### What to work on
Which lines of the data contain the string "SessionStore"? Copy every one.

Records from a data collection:
========

//! Persisted session state shapes.

use std::collections::BTreeMap;

use chrono::{DateTime, Utc};
use serde::{Deserialize, Serialize};

/// One provisioned container, as recorded in `.tc.docker.json`.
///
/// `url` is present only for containers exposing an HTTP service;
/// `endpoint` carries non-HTTP addresses such as the postgres connection
/// string or the minio S3 endpoint.
#[derive(Debug, Clone, Serialize, Deserialize, PartialEq)]
pub struct ContainerRecord {
    pub id: String,
    pub image: String,
    #[serde(skip_serializing_if = "Option::is_none")]
    pub url: Option<String>,
    #[serde(skip_serializing_if = "Option::is_none")]
    pub endpoint: Option<String>,
}

impl ContainerRecord {
    pub fn new(id: &str, image: &str) -> Self {
        ContainerRecord {
            id: id.to_string(),
            image: image.to_string(),
            url: None,
            endpoint: None,
        }
    }

    /// Tag portion of the image reference, if one is present.
    pub fn image_tag(&self) -> Option<&str> {
        self.image.rsplit_once(':').map(|(_, tag)| tag)
    }
}

/// One environment instance, keyed on disk by its output directory.
#[derive(Debug, Clone, Serialize, Deserialize)]
#[serde(rename_all = "camelCase")]
pub struct Session {
    pub started_at: DateTime<Utc>,
    /// Docker network all session containers are attached to.
    pub network: String,
    pub containers: BTreeMap<String, ContainerRecord>,
}

impl Session {
    pub fn new(network: &str) -> Self {
        Session {
            started_at: Utc::now(),
            network: network.to_string(),
            containers: BTreeMap::new(),
        }
    }

    /// The primary application container: `mattermost`, the HA leader, or
    /// server1 in subpath mode.
    pub fn primary_app_container(&self) -> Option<(&String, &ContainerRecord)> {
        for candidate in ["mattermost", "mattermost-leader", "mattermost-server1"] {
            if let Some(entry) = self.containers.get_key_value(candidate) {
                return Some(entry);
            }
        }
        None
    }
}
use std::fs;
use std::path::{Path, PathBuf};

use log::debug;

use super::types::Session;
use crate::error_handling::types::SessionError;

/// Session document recording container ids, images and URLs.
pub const SESSION_FILE: &str = ".tc.docker.json";
/// Shell-sourceable environment variables for the started server(s).
pub const ENV_FILE: &str = ".env.tc";
/// Effective server configuration, single-node and HA mode.
pub const SERVER_CONFIG_FILE: &str = ".tc.server.config.json";
/// Effective per-server configuration, subpath mode.
pub const SERVER1_CONFIG_FILE: &str = ".tc.server1.config.json";
pub const SERVER2_CONFIG_FILE: &str = ".tc.server2.config.json";
/// Setup instructions emitted when the openldap dependency is requested.
pub const OPENLDAP_SETUP_FILE: &str = "openldap_setup.md";

/// Durable store for session artifacts, keyed by output directory.
///
/// Only `start`/`restart`/`upgrade` write through this store; `stop` leaves
/// it untouched, and `delete` removes the whole directory so a subsequent
/// `load` fails with [`SessionError::NotFound`].
pub struct SessionStore;

impl SessionStore {
    /// Whether a session document exists under `dir`.
    pub fn exists(dir: &Path) -> bool {
        dir.join(SESSION_FILE).is_file()
    }

    pub fn load(dir: &Path) -> Result<Session, SessionError> {
        let path = dir.join(SESSION_FILE);
        if !path.is_file() {
            return Err(SessionError::NotFound(dir.to_path_buf()));
        }
        let raw = fs::read_to_string(&path)?;
        let session: Session = serde_json::from_str(&raw)?;
        Ok(session)
    }

    pub fn save(dir: &Path, session: &Session) -> Result<(), SessionError> {
        fs::create_dir_all(dir)?;
        let path = dir.join(SESSION_FILE);
        let raw = serde_json::to_string_pretty(session)?;
        fs::write(&path, raw)?;
        debug!("wrote {}", path.display());
        Ok(())
    }

    /// Deletes the whole session directory. Deleting an absent session is
    /// not an error, so cleanup after a failed or timed-out operation can
    /// always fall back to this.
    pub fn delete(dir: &Path) -> Result<(), SessionError> {
        match fs::remove_dir_all(dir) {
            Ok(()) => Ok(()),
            Err(e) if e.kind() == std::io::ErrorKind::NotFound => Ok(()),
            Err(e) => Err(SessionError::IoError(e)),
        }
    }

    /// Writes `.env.tc` as POSIX `export KEY="value"` lines.
    pub fn write_env_file(dir: &Path, vars: &[(String, String)]) -> Result<(), SessionError> {
        fs::create_dir_all(dir)?;
        let mut lines = String::from("# Server environment, written by mm-tc. Source this file.\n");
        for (key, value) in vars {
            lines.push_str(&format!("export {}=\"{}\"\n", key, value));
        }
        fs::write(dir.join(ENV_FILE), lines)?;
        Ok(())
    }

    /// Writes an effective server configuration document.
    pub fn write_server_config(
        dir: &Path,
        filename: &str,
        config: &serde_json::Value,
    ) -> Result<(), SessionError> {
        fs::create_dir_all(dir)?;
        let raw = serde_json::to_string_pretty(config)?;
        fs::write(dir.join(filename), raw)?;
        Ok(())
    }

    /// Creates `logs/` and the per-node log file, returning its path.
    pub fn log_file(dir: &Path, node_name: &str) -> Result<PathBuf, SessionError> {
        let logs = dir.join("logs");
        fs::create_dir_all(&logs)?;
        let path = logs.join(format!("{}.log", node_name));
        if !path.is_file() {
            fs::write(&path, "")?;
        }
        Ok(path)
    }

    pub fn write_openldap_setup(dir: &Path) -> Result<(), SessionError> {
        fs::create_dir_all(dir)?;
        let body = "\
# OpenLDAP test server

The `openldap` container is running with base DN `dc=mm,dc=test,dc=com`
and bind DN `cn=admin,dc=mm,dc=test,dc=com` (password `mostest`).

LDAP connection settings have been exported into `.env.tc`. To load the
sample user tree, exec into the container and apply your LDIF:

```sh
docker exec -i openldap ldapadd -x \\
  -D \"cn=admin,dc=mm,dc=test,dc=com\" -w mostest < users.ldif
```
";
        fs::write(dir.join(OPENLDAP_SETUP_FILE), body)?;
        Ok(())
    }
}

#[cfg(test)]
mod tests {
    use super::*;
    use crate::session_store::types::ContainerRecord;

    #[test]
    fn test_save_then_load_roundtrip() {
        let dir = tempfile::tempdir().unwrap();
        let mut session = Session::new("mm-tc-net");
        session.containers.insert(
            String::from("mattermost"),
            ContainerRecord {
                id: String::from("abc"),
                image: String::from("mm:master"),
                url: Some(String::from("http://localhost:49153")),
                endpoint: None,
            },
        );
        SessionStore::save(dir.path(), &session).unwrap();
        assert!(SessionStore::exists(dir.path()));

        let loaded = SessionStore::load(dir.path()).unwrap();
        assert_eq!(loaded.network, "mm-tc-net");
        assert_eq!(
            loaded.containers.get("mattermost").unwrap().url.as_deref(),
            Some("http://localhost:49153")
        );
    }

    #[test]
    fn test_session_file_uses_contract_field_names() {
        let dir = tempfile::tempdir().unwrap();
        let mut session = Session::new("net");
        session.containers.insert(
            String::from("postgres"),
            ContainerRecord::new("p1", "postgres:13-alpine"),
        );
        SessionStore::save(dir.path(), &session).unwrap();

        let raw = std::fs::read_to_string(dir.path().join(SESSION_FILE)).unwrap();
        assert!(raw.contains("\"startedAt\""));
        assert!(raw.contains("\"containers\""));
        // Absent optional fields are omitted, not serialized as null.
        assert!(!raw.contains("\"url\""));
    }

    #[test]
    fn test_load_missing_is_not_found() {
        let dir = tempfile::tempdir().unwrap();
        match SessionStore::load(&dir.path().join("nope")) {
            Err(SessionError::NotFound(_)) => {}
            other => panic!("expected NotFound, got {:?}", other),
        }
    }

    #[test]
    fn test_delete_is_idempotent() {
        let dir = tempfile::tempdir().unwrap();
        let target = dir.path().join("session");
        SessionStore::save(&target, &Session::new("net")).unwrap();
        SessionStore::delete(&target).unwrap();
        assert!(!target.exists());
        // Second delete of the now-absent directory still succeeds.
        SessionStore::delete(&target).unwrap();
    }

    #[test]
    fn test_env_file_format() {
        let dir = tempfile::tempdir().unwrap();
        SessionStore::write_env_file(
            dir.path(),
            &[
                (
                    String::from("MM_SQLSETTINGS_DRIVERNAME"),
                    String::from("postgres"),
                ),
                (
                    String::from("MM_FILESETTINGS_DRIVERNAME"),
                    String::from("amazons3"),
                ),
            ],
        )
        .unwrap();
        let raw = std::fs::read_to_string(dir.path().join(ENV_FILE)).unwrap();
        assert!(raw.contains("export MM_SQLSETTINGS_DRIVERNAME=\"postgres\"\n"));
        assert!(raw.contains("export MM_FILESETTINGS_DRIVERNAME=\"amazons3\"\n"));
    }

    #[test]
    fn test_log_file_names_contain_role() {
        let dir = tempfile::tempdir().unwrap();
        let path = SessionStore::log_file(dir.path(), "mattermost-leader").unwrap();
        assert!(path.to_string_lossy().contains("mattermost-leader"));
        assert!(dir.path().join("logs").is_dir());
    }
}
//! Error types shared across the orchestrator subsystems.
//!
//! Each subsystem owns one error enum; `OrchestratorError` aggregates them
//! for command dispatch.

pub mod types;
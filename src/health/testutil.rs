//! Canned-response HTTP server for probe tests.

use std::net::SocketAddr;

use tokio::io::{AsyncReadExt, AsyncWriteExt};
use tokio::net::TcpListener;

/// Spawns a listener that answers each request with the raw response bytes
/// registered for its path, or 404 for anything else. Serves until the test
/// runtime drops the task.
pub async fn spawn_http_server(routes: Vec<(&str, &str)>) -> SocketAddr {
    let routes: Vec<(String, String)> = routes
        .into_iter()
        .map(|(path, response)| (path.to_string(), response.to_string()))
        .collect();

    let listener = TcpListener::bind("127.0.0.1:0").await.unwrap();
    let addr = listener.local_addr().unwrap();

    tokio::spawn(async move {
        loop {
            let Ok((mut stream, _)) = listener.accept().await else {
                break;
            };
            let routes = routes.clone();
            tokio::spawn(async move {
                let mut buf = Vec::new();
                let mut chunk = [0u8; 1024];
                // Read the request head; these tests never send bodies.
                loop {
                    match stream.read(&mut chunk).await {
                        Ok(0) => return,
                        Ok(n) => {
                            buf.extend_from_slice(&chunk[..n]);
                            if buf.windows(4).any(|w| w == b"\r\n\r\n") {
                                break;
                            }
                        }
                        Err(_) => return,
                    }
                }
                let head = String::from_utf8_lossy(&buf);
                let path = head
                    .lines()
                    .next()
                    .and_then(|line| line.split_whitespace().nth(1))
                    .unwrap_or("/")
                    .to_string();

                let response = routes
                    .iter()
                    .find(|(p, _)| *p == path)
                    .map(|(_, r)| r.clone())
                    .unwrap_or_else(|| {
                        String::from("HTTP/1.1 404 Not Found\r\nContent-Length: 0\r\n\r\n")
                    });
                let _ = stream.write_all(response.as_bytes()).await;
                let _ = stream.shutdown().await;
            });
        }
    });

    addr
}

========

### Response area
pub struct SessionStore;
impl SessionStore {
        SessionStore::save(dir.path(), &session).unwrap();
        assert!(SessionStore::exists(dir.path()));
        let loaded = SessionStore::load(dir.path()).unwrap();
        SessionStore::save(dir.path(), &session).unwrap();
        match SessionStore::load(&dir.path().join("nope")) {
        SessionStore::save(&target, &Session::new("net")).unwrap();
        SessionStore::delete(&target).unwrap();
        SessionStore::delete(&target).unwrap();
        SessionStore::write_env_file(
        let path = SessionStore::log_file(dir.path(), "mattermost-leader").unwrap();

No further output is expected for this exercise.